## [YOUR INSTRUCTIONS]
Set down the lines below exactly as they stand, please. Go from the first through the one containing "pub mod version;".

━━━━━━━━━━━━━━━━

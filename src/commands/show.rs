//! Show command implementation

use std::path::Path;

use console::Style;

use crate::config::Configuration;
use crate::error::{LauncherError, Result};
use crate::ui;

/// Run the show command: print the persisted configuration. An absent file is
/// a normal first-run state, not an error.
pub fn run(config_path: &Path) -> Result<()> {
    match Configuration::load(config_path) {
        Ok(config) => {
            ui::print_configuration(&config);
            Ok(())
        }
        Err(LauncherError::ConfigMissing { .. }) => {
            println!(
                "{}",
                Style::new()
                    .dim()
                    .apply_to("Not configured yet. Run 'easicam-config select' to get started.")
            );
            Ok(())
        }
        Err(err) => Err(err),
    }
}
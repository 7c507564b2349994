//! EasiCamera launcher tools
//!
//! Two small utilities around one XML configuration file: `easicam-config`
//! scans an install root for `EasiCamera_<version>` directories and persists
//! the chosen version, and `easicam-launch` reads that configuration,
//! validates the resolved executable and starts it with a bounded startup
//! wait. The binaries share no runtime state; the config file is the only
//! contract between them.

pub mod cli;
pub mod commands;
pub mod config;
pub mod error;
pub mod launch;
pub mod logging;
pub mod scan;
pub mod ui;
pub mod validate;
pub mod version;
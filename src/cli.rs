//! CLI definitions for the configuration editor, using clap derive API

use clap::builder::{Styles, styling::AnsiColor};
use clap::{Parser, Subcommand};
use std::path::PathBuf;

use crate::config::DEFAULT_CONFIG_FILE;

/// easicam-config - configuration editor for the EasiCamera launcher
///
/// Scans an install root for installed versions, lets you pick one and writes
/// the launcher configuration.
#[derive(Parser, Debug)]
#[command(
    name = "easicam-config",
    author,
    version,
    color = clap::ColorChoice::Always,
    styles = Styles::styled()
        .header(AnsiColor::Green.on_default().bold())
        .usage(AnsiColor::Green.on_default().bold())
        .literal(AnsiColor::Cyan.on_default().bold())
        .placeholder(AnsiColor::Cyan.on_default()),
    about = "Configuration editor for the EasiCamera launcher",
    after_help = "\x1b[1m\x1b[32mExamples:\x1b[0m\n    \
                  easicam-config scan\n    \
                  easicam-config scan \"D:\\Seewo\\EasiCamera\"\n    \
                  easicam-config select\n    \
                  easicam-config set --root \"C:\\Program Files (x86)\\Seewo\\EasiCamera\" --version 3.1.2.0\n    \
                  easicam-config show"
)]
pub struct Cli {
    /// Configuration file to read and write
    #[arg(long, short = 'c', global = true, default_value = DEFAULT_CONFIG_FILE)]
    pub config: PathBuf,

    #[command(subcommand)]
    pub command: Commands,
}

#[derive(Subcommand, Debug)]
pub enum Commands {
    /// Scan an install root and list the installed versions
    Scan(ScanArgs),

    /// Interactively pick a version and save the configuration
    Select(SelectArgs),

    /// Save a configuration without prompts
    Set(SetArgs),

    /// Show the current configuration
    Show,

    /// Show version information
    Version,
}

/// Arguments for the scan command
#[derive(Parser, Debug)]
#[command(after_help = "EXAMPLES:\n  \
                  Scan the configured (or stock) install root:\n    easicam-config scan\n\n\
                  Scan an explicit root:\n    easicam-config scan \"D:\\Seewo\\EasiCamera\"")]
pub struct ScanArgs {
    /// Install root to scan. Defaults to the configured root, then the stock
    /// install location
    pub root: Option<PathBuf>,
}

/// Arguments for the select command
#[derive(Parser, Debug)]
#[command(after_help = "EXAMPLES:\n  \
                  Pick from the configured root:\n    easicam-config select\n\n\
                  Start from a different root:\n    easicam-config select --root \"D:\\Seewo\\EasiCamera\"")]
pub struct SelectArgs {
    /// Install root to offer as the starting value for the prompt
    #[arg(long)]
    pub root: Option<PathBuf>,
}

/// Arguments for the set command
#[derive(Parser, Debug)]
#[command(after_help = "EXAMPLES:\n  \
                  Select version 3.1.2.0 under the stock root:\n    \
                  easicam-config set --version 3.1.2.0\n\n\
                  Select under an explicit root:\n    \
                  easicam-config set --root \"D:\\Seewo\\EasiCamera\" --version 2.0.0.0")]
pub struct SetArgs {
    /// Install root containing the version directories. Defaults to the
    /// configured root, then the stock install location
    #[arg(long)]
    pub root: Option<PathBuf>,

    /// Dotted version to select, e.g. 3.1.2.0
    #[arg(long)]
    pub version: String,
}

━━━━━━━━━━━━━━━━

## [ANSWER TO THIS TASK]
filename src/commands/show.rs
//! Show command implementation

use std::path::Path;

use console::Style;

use crate::config::Configuration;
use crate::error::{LauncherError, Result};
use crate::ui;

/// Run the show command: print the persisted configuration. An absent file is
/// a normal first-run state, not an error.
pub fn run(config_path: &Path) -> Result<()> {
    match Configuration::load(config_path) {
        Ok(config) => {
            ui::print_configuration(&config);
            Ok(())
        }
        Err(LauncherError::ConfigMissing { .. }) => {
            println!(
                "{}",
                Style::new()
                    .dim()
                    .apply_to("Not configured yet. Run 'easicam-config select' to get started.")
            );
            Ok(())
        }
        Err(err) => Err(err),
    }
}
repository 7c507564b2349994
//! EasiCamera launcher tools
//!
//! Two small utilities around one XML configuration file: `easicam-config`
//! scans an install root for `EasiCamera_<version>` directories and persists
//! the chosen version, and `easicam-launch` reads that configuration,
//! validates the resolved executable and starts it with a bounded startup
//! wait. The binaries share no runtime state; the config file is the only
//! contract between them.

pub mod cli;
pub mod commands;
pub mod config;
pub mod error;
pub mod launch;
pub mod logging;
pub mod scan;
pub mod ui;
pub mod validate;
pub mod version;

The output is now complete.